Part I: Screw Up the Lottery Balls

You could start the story of Nugglife at any number of points. For me, it begins the night of April 19, 1997, when the Denver Nuggets tipped off their last game of the season at McNichols Arena versus the visiting Dallas Mavericks. The Nuggets came into the game with a record of 20-61, tied with the San Antonio Spurs for the third worst record in the NBA. For all of us who were fans of lottery-bound teams that season, anticipation centered around a big man at Wake Forest named Tim Duncan. He was a consensus number one overall pick. The hype was that he could instantly change the fortunes of whatever team was lucky enough to win the lottery.

And so it was on that April night that Nuggets forward Tom Hammonds scored 24 points, pulled down eight rebounds, and dished out five assists to lead the team to a 100-95 win. Dave Krieger‘s story about the game in the next morning’s Rocky Mountain News mentions that the Nuggets were motivated by having felt abandoned by their front office at midseason. He then quoted Hammonds on his feelings about what the victory did for the franchise’s lottery odds: “Good. I don’t care… If we can win and screw up the lottery balls, that’s what we want to do.”

The Nuggets ended the season with a record of 21-61. The next night, the Spurs lost at home to the Houston Rockets to finish 20-62. Two months later at the draft lottery, the Spurs leapfrogged up to the number one pick, and the Nuggets tumbled to number five.That fifth pick was used on Tony Battie, who’d be nicknamed “El Busto” by coach Dan Issel and be traded away before his second season. And of course, the Spurs took Tim Duncan, who lived up to every single bit of the hype and then some, who led them to their first championship in his second season, and who retired after nineteen years as a Spur, with five championship banners hanging in the San Antonio arena.

So April 19, 1997 is where the story begins for me. The story of NuggLife. And there was so much more to come. Like for instance: The worst 82-game regular season record in NBA history belongs to the 1972-73 Philadelphia 76ers, who finished 9-73. The Nuggets spent much of their 1997-98 season on pace to do even worse. I kept an eye on this in the newspaper, not bothering to watch any games. My fandom had been cemented a few years before, during that glorious first round of the 1994 playoffs, but fortunes had changed alarmingly quickly, and now I was just fearful of great embarrassment. The Nuggets were 2-18 after the first 20 games, and 3-38 at the halfway mark. Finally, on March 17, 1998, they won their second road game of the season against the Wizards to improve their overall record to 9-58, assuring they could do no worse than tie the 76ers record. And then on March 27, they beat the Warriors at home to get their 10th win. A home win against the Kings on April 9 would be their final win of the season, ending 11-71. It struck me as pathetic that I felt so relieved.

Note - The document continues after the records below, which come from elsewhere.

use thiserror::Error;

#[derive(Debug, Error)]
pub enum ClientError {
    #[error("HTTP error: {0}")]
    Http(#[from] reqwest::Error),

    #[error("JSON deserialization error for {context}: {source}")]
    Deserialize {
        context: String,
        #[source]
        source: serde_json::Error,
    },

    #[error("rate limited by search service (retry after {retry_after_secs}s)")]
    RateLimited { retry_after_secs: u64 },

    /// The service rejected the query, e.g. a blank keyword.
    #[error("search service rejected the request: {detail}")]
    BadRequest { detail: String },

    #[error("unexpected HTTP status {status} from {url}")]
    UnexpectedStatus { status: u16, url: String },

    #[error("invalid base URL \"{base_url}\": {reason}")]
    InvalidBaseUrl { base_url: String, reason: String },

    #[error("invalid search option {name}: {reason}")]
    InvalidOption { name: &'static str, reason: String },
}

Issel had done some good work in his first stint as the Nuggets’ coach, including that spectacular first round upset in 1994. It was easy to root for him, after his many years of playing for the team. But his second stint as a coach was disappointing, and ended in true NuggLife fashion early in the 2001-02 season when, at the conclusion of a Nuggets home loss, a TV camera caught him on his way off the court engaging with a heckling fan and uttering a racist remark. It was a new low point for the franchise, stumbling aimlessly through a string of losing seasons and having this former great player, one of the few with his retired jersey number hanging in the rafters, dismissed unceremoniously for such shameful behavior. We’d have called it NuggLife back then, but the term didn’t exist yet.

Big changes were just around the corner, though. The following season they’d once again be in a race to the bottom of the standings, with a big lottery prize hanging in the balance.